Dans l'évolution des langues, la place des particules a eu tendance à se fixer. Restées plus ou moins libres, elles ont donné lieu à des prépositions ou à des adverbes mais elles se sont aussi positionnées si régulièrement avant des substantifs ou des verbes qu'elles se sont agglutinées à eux, donnant lieu à des préfixes ou des préverbes.
C'est ainsi qu'on aura en français « sur la table », « surcot » (= sur cotte) ou « survenir » et qu'une langue germanique comme l'allemand conserve de façon très archaïque la notion de préverbe séparable.
Le mot du jour est le sanskrit सु [su] (स्व् [sv] avant une voyelle) dont l'éventail de sens est si large que je préfère citer ici les principaux lexicographes :
bon, bien, beau, agréable, convenable, abondant, aisé, à un haut degré (Renou)
gut, wohl, recht, schön (Mayrhofer)
good, excellent, right, virtuous, beautiful, easy, well, righty, much, greatly, very, any, easily, willingly, quickly (Monnier-Williams)
En védique, où on la trouve aussi sous la forme sū, la particule est encore très libre :
juṣasva sū no adhvaram « réjouis-toi parfaitement de notre sacrifice » (Ṛgveda)
namaḥ su te « hommage sincère à toi » (Vājasaneyi Saṃhitā)
jarām su gacha « au vieil âge, va en toute sécurité » (Atharvaveda)
Mais, en sanskrit classique, elle s'est déjà spécialisée comme préfixe nominal ; je n'en donnerai que quelques exemples mais suffisamment nombreux pour rendre perceptible le sens très général de la particule :
sukula- « de famille noble »
sukṛti- « bonne action »
sugata- « pour qui les choses se sont bien passées, bouddhiste »
sugupta- « bien caché »
sugraha- « ayant un bon manche (facile à saisir) »
sutapas- « qui pratique de sévères austérités »

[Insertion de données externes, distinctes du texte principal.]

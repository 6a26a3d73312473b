//! Business logic services for the onboarding server.
//!
//! # Services
//!
//! - `identity` - Sign up, phone verification, sessions and profile reconciliation

pub mod identity;
//! Core types for Ghanovia.
//!
//! Every user-supplied credential field has a newtype with a `parse`
//! constructor. Parsing trims the raw input and either returns the
//! normalized value or a [`ValidationError`] carrying the message shown to
//! the user.

pub mod id;
pub mod otp;
pub mod outcome;
pub mod password;
pub mod phone;
pub mod role;
pub mod username;
pub mod validation;

pub use id::UserId;
pub use otp::OtpToken;
pub use outcome::ActionOutcome;
pub use password::Password;
pub use phone::UkPhone;
pub use role::Role;
pub use username::DisplayName;
pub use validation::ValidationError;
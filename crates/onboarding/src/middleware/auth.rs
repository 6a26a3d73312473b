//! Authentication extractors.
//!
//! The signed-in user is whoever the identity gateway reports for the
//! visitor's session, so both extractors go through
//! [`crate::state::AppState::gateway`] rather than reading the session
//! directly. That keeps token refresh in one place.

use axum::{
    extract::FromRequestParts,
    http::{StatusCode, request::Parts},
    response::{IntoResponse, Redirect, Response},
};
use tower_sessions::Session;

use super::session::TowerSessionStorage;
use crate::services::identity::AuthUser;
use crate::state::AppState;

/// Where signed-in visitors are sent from the auth screens.
pub const SIGNED_IN_HOME: &str = "/become-pro";

/// Extractor that only admits visitors without a session.
///
/// Signed-in visitors are redirected to [`SIGNED_IN_HOME`] before the
/// handler runs.
///
/// # Example
///
/// ```rust,ignore
/// async fn signup_page(_guest: GuestOnly) -> impl IntoResponse {
///     SignUpTemplate::default()
/// }
/// ```
pub struct GuestOnly;

/// Rejection for [`GuestOnly`].
#[derive(Debug)]
pub enum GuestRejection {
    /// Visitor already has a session.
    SignedIn,
    /// Session layer missing from the stack.
    NoSession,
}

impl IntoResponse for GuestRejection {
    fn into_response(self) -> Response {
        match self {
            Self::SignedIn => Redirect::to(SIGNED_IN_HOME).into_response(),
            Self::NoSession => StatusCode::INTERNAL_SERVER_ERROR.into_response(),
        }
    }
}

impl FromRequestParts<AppState> for GuestOnly {
    type Rejection = GuestRejection;

    async fn from_request_parts(
        parts: &mut Parts,
        state: &AppState,
    ) -> Result<Self, Self::Rejection> {
        let session = parts
            .extensions
            .get::<Session>()
            .cloned()
            .ok_or(GuestRejection::NoSession)?;

        let storage = TowerSessionStorage::new(session);
        match state.gateway(&storage).current_user().await {
            Some(user) => {
                tracing::debug!(user_id = %user.id, "Signed-in visitor sent away from auth screen");
                Err(GuestRejection::SignedIn)
            }
            None => Ok(Self),
        }
    }
}

/// Extractor that optionally gets the signed-in user.
///
/// Never rejects; a missing session layer reads as signed out.
pub struct OptionalUser(pub Option<AuthUser>);

impl FromRequestParts<AppState> for OptionalUser {
    type Rejection = std::convert::Infallible;

    async fn from_request_parts(
        parts: &mut Parts,
        state: &AppState,
    ) -> Result<Self, Self::Rejection> {
        let Some(session) = parts.extensions.get::<Session>().cloned() else {
            return Ok(Self(None));
        };

        let storage = TowerSessionStorage::new(session);
        Ok(Self(state.gateway(&storage).current_user().await))
    }
}
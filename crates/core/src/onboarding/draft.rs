//! Wizard draft values and per-field validation.

use std::collections::BTreeMap;

use serde::{Deserialize, Serialize};

/// Trades a pro can list under.
pub const TRADES: [&str; 8] = [
    "Plumber",
    "Electrician",
    "Driver / Instructor",
    "Barber",
    "Makeup Artist",
    "Cleaner",
    "Handyman",
    "Catering",
];

/// How the starting rate is charged.
#[derive(Debug, Clone, Copy, PartialEq, Eq, Hash, Serialize, Deserialize, Default)]
#[serde(rename_all = "lowercase")]
pub enum RateType {
    #[default]
    Hourly,
    Fixed,
}

impl RateType {
    #[must_use]
    pub const fn as_str(self) -> &'static str {
        match self {
            Self::Hourly => "hourly",
            Self::Fixed => "fixed",
        }
    }

    /// Suffix used in the summary, e.g. "£40 per hour".
    #[must_use]
    pub const fn summary_suffix(self) -> &'static str {
        match self {
            Self::Hourly => "per hour",
            Self::Fixed => "fixed",
        }
    }
}

/// An editable wizard field.
#[derive(Debug, Clone, Copy, PartialEq, Eq, PartialOrd, Ord, Hash)]
pub enum Field {
    FullName,
    Trade,
    ServiceArea,
    Postcode,
    Experience,
    Availability,
    Rate,
    RateType,
    Bio,
    Phone,
    Whatsapp,
}

impl Field {
    /// Every field, in form order.
    pub const ALL: [Self; 11] = [
        Self::FullName,
        Self::Trade,
        Self::ServiceArea,
        Self::Postcode,
        Self::Experience,
        Self::Availability,
        Self::Rate,
        Self::RateType,
        Self::Bio,
        Self::Phone,
        Self::Whatsapp,
    ];

    /// Form input name.
    #[must_use]
    pub const fn name(self) -> &'static str {
        match self {
            Self::FullName => "full_name",
            Self::Trade => "trade",
            Self::ServiceArea => "service_area",
            Self::Postcode => "postcode",
            Self::Experience => "experience",
            Self::Availability => "availability",
            Self::Rate => "rate",
            Self::RateType => "rate_type",
            Self::Bio => "bio",
            Self::Phone => "phone",
            Self::Whatsapp => "whatsapp",
        }
    }

    /// Look a field up by its form input name.
    #[must_use]
    pub fn from_name(name: &str) -> Option<Self> {
        Self::ALL.into_iter().find(|field| field.name() == name)
    }

    /// Check this field's value in `draft`, returning the message to show
    /// next to the input when it fails.
    #[must_use]
    pub fn validate(self, draft: &ProDraft) -> Option<&'static str> {
        let required = |value: &str, message| value.trim().is_empty().then_some(message);

        match self {
            Self::FullName => required(&draft.full_name, "Name is required"),
            Self::Trade => {
                let trade = draft.trade.trim();
                (!TRADES.iter().any(|offered| *offered == trade)).then_some("Choose your trade")
            }
            Self::ServiceArea => required(&draft.service_area, "List your service area"),
            Self::Postcode => required(&draft.postcode, "Postcode helps clients find you"),
            Self::Experience => required(&draft.experience, "Add a short experience summary"),
            Self::Availability => {
                required(&draft.availability, "Let clients know when you work")
            }
            Self::Bio => required(&draft.bio, "Add a short intro"),
            Self::Phone => required(&draft.phone, "Phone number is required"),
            Self::Rate | Self::RateType | Self::Whatsapp => None,
        }
    }
}

/// Everything entered into the wizard so far.
///
/// Starts empty (hourly rate, phone hidden) and is rebuilt from the
/// submitted form on every request.
#[derive(Debug, Clone, PartialEq, Eq, Default, Serialize, Deserialize)]
#[serde(default)]
pub struct ProDraft {
    pub full_name: String,
    pub trade: String,
    pub service_area: String,
    pub postcode: String,
    pub experience: String,
    pub availability: String,
    pub rate: String,
    pub rate_type: RateType,
    pub bio: String,
    pub phone: String,
    pub whatsapp: String,
    pub show_phone: bool,
}

impl ProDraft {
    /// Raw value of a text field, as it should be echoed back into the form.
    #[must_use]
    pub fn value(&self, field: Field) -> &str {
        match field {
            Field::FullName => &self.full_name,
            Field::Trade => &self.trade,
            Field::ServiceArea => &self.service_area,
            Field::Postcode => &self.postcode,
            Field::Experience => &self.experience,
            Field::Availability => &self.availability,
            Field::Rate => &self.rate,
            Field::RateType => self.rate_type.as_str(),
            Field::Bio => &self.bio,
            Field::Phone => &self.phone,
            Field::Whatsapp => &self.whatsapp,
        }
    }

    /// Validate a set of fields.
    #[must_use]
    pub fn validate(&self, fields: &[Field]) -> FieldErrors {
        let errors = fields
            .iter()
            .filter_map(|&field| field.validate(self).map(|message| (field, message)))
            .collect();
        FieldErrors(errors)
    }
}

/// Validation messages keyed by field.
#[derive(Debug, Clone, PartialEq, Eq, Default)]
pub struct FieldErrors(BTreeMap<Field, &'static str>);

impl FieldErrors {
    #[must_use]
    pub fn is_empty(&self) -> bool {
        self.0.is_empty()
    }

    #[must_use]
    pub fn len(&self) -> usize {
        self.0.len()
    }

    /// Message for `field`, if it failed.
    #[must_use]
    pub fn get(&self, field: Field) -> Option<&'static str> {
        self.0.get(&field).copied()
    }

    /// Failed fields in form order.
    pub fn fields(&self) -> impl Iterator<Item = Field> + '_ {
        self.0.keys().copied()
    }
}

sutīrtha- « aisément guéable »
supraja- « ayant de bons ou de nombreux enfants »
subhānu- « qui brille au loin »
surāṣṭra- « contrée de l'Ouest » (mod. Surat)
suvīra- « grand héros »
suśravas- « fameux » (cp. grec eukle(w)ḗs)
sustha- « en bon état, heureux »
suhṛd- « ami » (hṛd- « cœur »)
svasti « porte-toi bien ! » (cf. svastika)
sviṣṭa- « bien sacrifié » (yaj-, yajati « sacrifier »)
En eurindien, on reconstitue une forme *h₁su où la laryngale initiale tombe dans toutes les langues sauf en grec et en hittite :
- indo-iranien : outre le sanskrit su, on a l'avestique hu- (conservé en iranien moderne) et le sogdien hw- ; en avestique on connaît l'adjectif humaya- « rusé (à la magie puissante) » qui survit en vieux-perse dans l'anthroponyme *Humāya, gendre de Darius (élamite Umaya, grec Humaíēs).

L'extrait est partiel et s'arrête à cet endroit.